──────── Supplied records
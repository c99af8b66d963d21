//! Per-disease, per-dataset and per-genus summaries of the signed calls
//!
//! Every metric is emitted as a tidy record of `(value, label, metric,
//! disease)`, where the label is the disease, the dataset or the genus
//! depending on what the metric describes. Ratios with nothing to divide by
//! are `NaN` rather than zero, so that "no significant genera" is never
//! mistaken for "all significant genera are health-associated".

use std::fmt;

use derive_new::new;
use tracing::debug;

use crate::calls::{CallMatrix, Direction};
use crate::config::Threshold;
use crate::cross::CoreLabels;
use crate::error::Result;
use crate::grouping::DiseaseGrouping;
use crate::math::ratio;
use crate::matrix::SignedMatrix;
use crate::stouffer::StoufferCombiner;
use crate::study::{Disease, StudyId, StudyTable};
use crate::within::{signed_sum, MIN_REPRODUCIBLE_STUDIES};

#[derive(Debug, Clone, Copy, PartialEq, Eq, Hash)]
pub enum Metric {
    /// Genus-wise mean of +/-1 (significant) and +/-0.5 (not significant) scores
    RepScore,
    RepTwoStudies,
    RepTwoStudiesNorm,
    RepStouffer,
    RepStoufferNorm,
    NSig,
    /// Fraction of a dataset's significant genera that are disease-associated
    Balance,
    RepDataset,
    RepDatasetNorm,
    TotalOverlap,
    TotalNonoverlap,
    TotalSig,
    PercOverlap,
    PercNonoverlap,
    HealthOverlap,
    DiseaseOverlap,
    PercHealthOverlap,
    PercDiseaseOverlap,
    /// Classifier AUC, joined from outside
    Auc,
}

impl Metric {
    pub fn name(&self) -> &'static str {
        match self {
            Metric::RepScore => "rep_score",
            Metric::RepTwoStudies => "rep_twostudies",
            Metric::RepTwoStudiesNorm => "rep_twostudies_norm",
            Metric::RepStouffer => "rep_stouffer",
            Metric::RepStoufferNorm => "rep_stouffer_norm",
            Metric::NSig => "n_sig",
            Metric::Balance => "balance",
            Metric::RepDataset => "rep_dataset",
            Metric::RepDatasetNorm => "rep_dataset_norm",
            Metric::TotalOverlap => "total_overlap",
            Metric::TotalNonoverlap => "total_nonoverlap",
            Metric::TotalSig => "total_sig",
            Metric::PercOverlap => "perc_overlap",
            Metric::PercNonoverlap => "perc_nonoverlap",
            Metric::HealthOverlap => "health_overlap",
            Metric::DiseaseOverlap => "disease_overlap",
            Metric::PercHealthOverlap => "perc_health_overlap",
            Metric::PercDiseaseOverlap => "perc_disease_overlap",
            Metric::Auc => "auc",
        }
    }
}

impl fmt::Display for Metric {
    fn fmt(&self, f: &mut fmt::Formatter<'_>) -> fmt::Result {
        f.write_str(self.name())
    }
}

#[derive(Debug, Clone, PartialEq, new)]
pub struct MetricRecord {
    pub value: f64,
    pub label: String,
    pub metric: Metric,
    pub disease: Disease,
}

/// Significant genera of one dataset, split by direction
struct DatasetCalls {
    health: Vec<usize>,
    disease: Vec<usize>,
}

impl DatasetCalls {
    fn new(calls: &CallMatrix, study: usize) -> Self {
        let (mut health, mut disease) = (Vec::new(), Vec::new());
        for (g, call) in calls.column(study).iter().enumerate() {
            match call.and_then(|c| c.direction()) {
                Some(Direction::Health) => health.push(g),
                Some(Direction::Disease) => disease.push(g),
                None => {}
            }
        }
        Self { health, disease }
    }

    fn n_sig(&self) -> usize {
        self.health.len() + self.disease.len()
    }

    fn all(&self) -> impl Iterator<Item = &usize> {
        self.health.iter().chain(self.disease.iter())
    }
}

/// Computes the reproducibility metrics of every disease
#[derive(Debug, Clone, Copy, new)]
pub struct ReproducibilityMetrics {
    threshold: Threshold,
    combiner: StoufferCombiner,
    /// Threshold on Stouffer-combined p-values, compared with `<`
    stouffer_alpha: f64,
}

impl Default for ReproducibilityMetrics {
    fn default() -> Self {
        Self::new(Threshold::default(), StoufferCombiner::default(), 0.05)
    }
}

impl ReproducibilityMetrics {
    /// Metrics of every disease in `grouping`
    ///
    /// Overlap metrics are only produced when core labels are given.
    /// Fails when a Stouffer weight needs a sample size the table lacks.
    pub fn compute(
        &self,
        matrix: &SignedMatrix,
        grouping: &DiseaseGrouping,
        table: &StudyTable,
        overall: Option<&CoreLabels>,
    ) -> Result<Vec<MetricRecord>> {
        let mut records = Vec::new();
        for (disease, columns) in grouping.groups() {
            debug!("Computing metrics for {}", disease);
            let sub = matrix
                .select_studies(columns)
                .retain_significant(self.threshold);
            self.disease_metrics(&sub, disease, table, &mut records)?;
            self.dataset_metrics(&sub, disease, overall, &mut records);
        }
        Ok(records)
    }

    /// Genus-wise scores and disease-wise reproducibility
    ///
    /// `sub` holds the studies of one disease and only genera significant in at least one of them.
    fn disease_metrics(
        &self,
        sub: &SignedMatrix,
        disease: &Disease,
        table: &StudyTable,
        records: &mut Vec<MetricRecord>,
    ) -> Result<()> {
        let calls = CallMatrix::from_signed(sub, self.threshold);
        let columns = (0..sub.n_studies()).collect::<Vec<_>>();
        let n_genera = sub.n_genera();

        for (g, genus) in sub.genera().iter().enumerate() {
            let score = columns
                .iter()
                .map(|s| match sub.get(g, *s) {
                    Some(value) if self.threshold.passes(value) => calls.sign(g, *s) as f64,
                    Some(value) if value != 0.0 && !value.is_nan() => 0.5 * value.signum(),
                    _ => 0.0,
                })
                .sum::<f64>();
            records.push(MetricRecord::new(
                score / columns.len() as f64,
                genus.to_string(),
                Metric::RepScore,
                disease.clone(),
            ));
        }

        let reproducible = (0..n_genera)
            .filter(|g| signed_sum(&calls, *g, &columns).abs() >= MIN_REPRODUCIBLE_STUDIES)
            .count();
        let n_stouffer = self
            .combiner
            .combine_columns(sub, &columns, table)?
            .n_significant(self.stouffer_alpha);

        // an empty disease reports zero, not NaN, for the normalized counts
        let normalize = |n: usize| if n_genera == 0 { 0.0 } else { n as f64 / n_genera as f64 };
        for (value, metric) in [
            (reproducible as f64, Metric::RepTwoStudies),
            (normalize(reproducible), Metric::RepTwoStudiesNorm),
            (n_stouffer as f64, Metric::RepStouffer),
            (normalize(n_stouffer), Metric::RepStoufferNorm),
        ] {
            records.push(MetricRecord::new(value, disease.to_string(), metric, disease.clone()));
        }
        Ok(())
    }

    fn dataset_metrics(
        &self,
        sub: &SignedMatrix,
        disease: &Disease,
        overall: Option<&CoreLabels>,
        records: &mut Vec<MetricRecord>,
    ) {
        let calls = CallMatrix::from_signed(sub, self.threshold);
        let columns = (0..sub.n_studies()).collect::<Vec<_>>();

        for (s, study) in sub.studies().iter().enumerate() {
            let dataset = DatasetCalls::new(&calls, s);
            let n_sig = dataset.n_sig();
            let mut push = |value: f64, metric: Metric| {
                records.push(MetricRecord::new(value, study.to_string(), metric, disease.clone()))
            };

            push(n_sig as f64, Metric::NSig);
            push(ratio(dataset.disease.len(), n_sig), Metric::Balance);

            let reproducible = dataset
                .all()
                .filter(|g| signed_sum(&calls, **g, &columns).abs() >= MIN_REPRODUCIBLE_STUDIES)
                .count();
            if n_sig == 0 {
                push(f64::NAN, Metric::RepDataset);
            } else {
                push(reproducible as f64, Metric::RepDataset);
            }
            push(ratio(reproducible, n_sig), Metric::RepDatasetNorm);

            if let Some(overall) = overall {
                for (value, metric) in overlap_metrics(sub, &dataset, overall) {
                    push(value, metric);
                }
            }
        }
    }
}

/// Overlap between a dataset's significant genera and the single-direction core genera
///
/// Mixed core genera never count as overlapping. All values are `NaN` when
/// the dataset has no significant genera.
fn overlap_metrics(
    sub: &SignedMatrix,
    dataset: &DatasetCalls,
    overall: &CoreLabels,
) -> Vec<(f64, Metric)> {
    let overlapping = |genera: &[usize], direction: Direction| {
        let core = overall.with_direction(direction).collect::<Vec<_>>();
        genera
            .iter()
            .filter(|g| core.contains(&&sub.genera()[**g]))
            .count()
    };
    let health_overlap = overlapping(&dataset.health, Direction::Health);
    let disease_overlap = overlapping(&dataset.disease, Direction::Disease);
    let total_sig = dataset.n_sig();
    let total_overlap = health_overlap + disease_overlap;

    if total_sig == 0 {
        return [
            Metric::TotalOverlap,
            Metric::TotalNonoverlap,
            Metric::TotalSig,
            Metric::PercOverlap,
            Metric::PercNonoverlap,
            Metric::HealthOverlap,
            Metric::DiseaseOverlap,
            Metric::PercHealthOverlap,
            Metric::PercDiseaseOverlap,
        ]
        .into_iter()
        .map(|metric| (f64::NAN, metric))
        .collect();
    }

    let perc_overlap = ratio(total_overlap, total_sig);
    vec![
        (total_overlap as f64, Metric::TotalOverlap),
        ((total_sig - total_overlap) as f64, Metric::TotalNonoverlap),
        (total_sig as f64, Metric::TotalSig),
        (perc_overlap, Metric::PercOverlap),
        (1.0 - perc_overlap, Metric::PercNonoverlap),
        (health_overlap as f64, Metric::HealthOverlap),
        (disease_overlap as f64, Metric::DiseaseOverlap),
        (ratio(health_overlap, dataset.health.len()), Metric::PercHealthOverlap),
        (ratio(disease_overlap, dataset.disease.len()), Metric::PercDiseaseOverlap),
    ]
}

/// Appends classifier AUCs as `auc` records labelled by dataset
///
/// Fails if a dataset is not in the study table.
pub fn append_classifier_results(
    records: &mut Vec<MetricRecord>,
    aucs: &[(StudyId, f64)],
    table: &StudyTable,
) -> Result<()> {
    for (study, auc) in aucs {
        let disease = table.disease_of(study.as_str())?;
        records.push(MetricRecord::new(*auc, study.to_string(), Metric::Auc, disease.clone()));
    }
    Ok(())
}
────────────────
_Instructions to follow_. Lines with the word "Some" in them: report all of these from the listing above.

_Written response_.
                Some(Direction::Health) => health.push(g),
                Some(Direction::Disease) => disease.push(g),
                    Some(value) if self.threshold.passes(value) => calls.sign(g, *s) as f64,
                    Some(value) if value != 0.0 && !value.is_nan() => 0.5 * value.signum(),
            if let Some(overall) = overall {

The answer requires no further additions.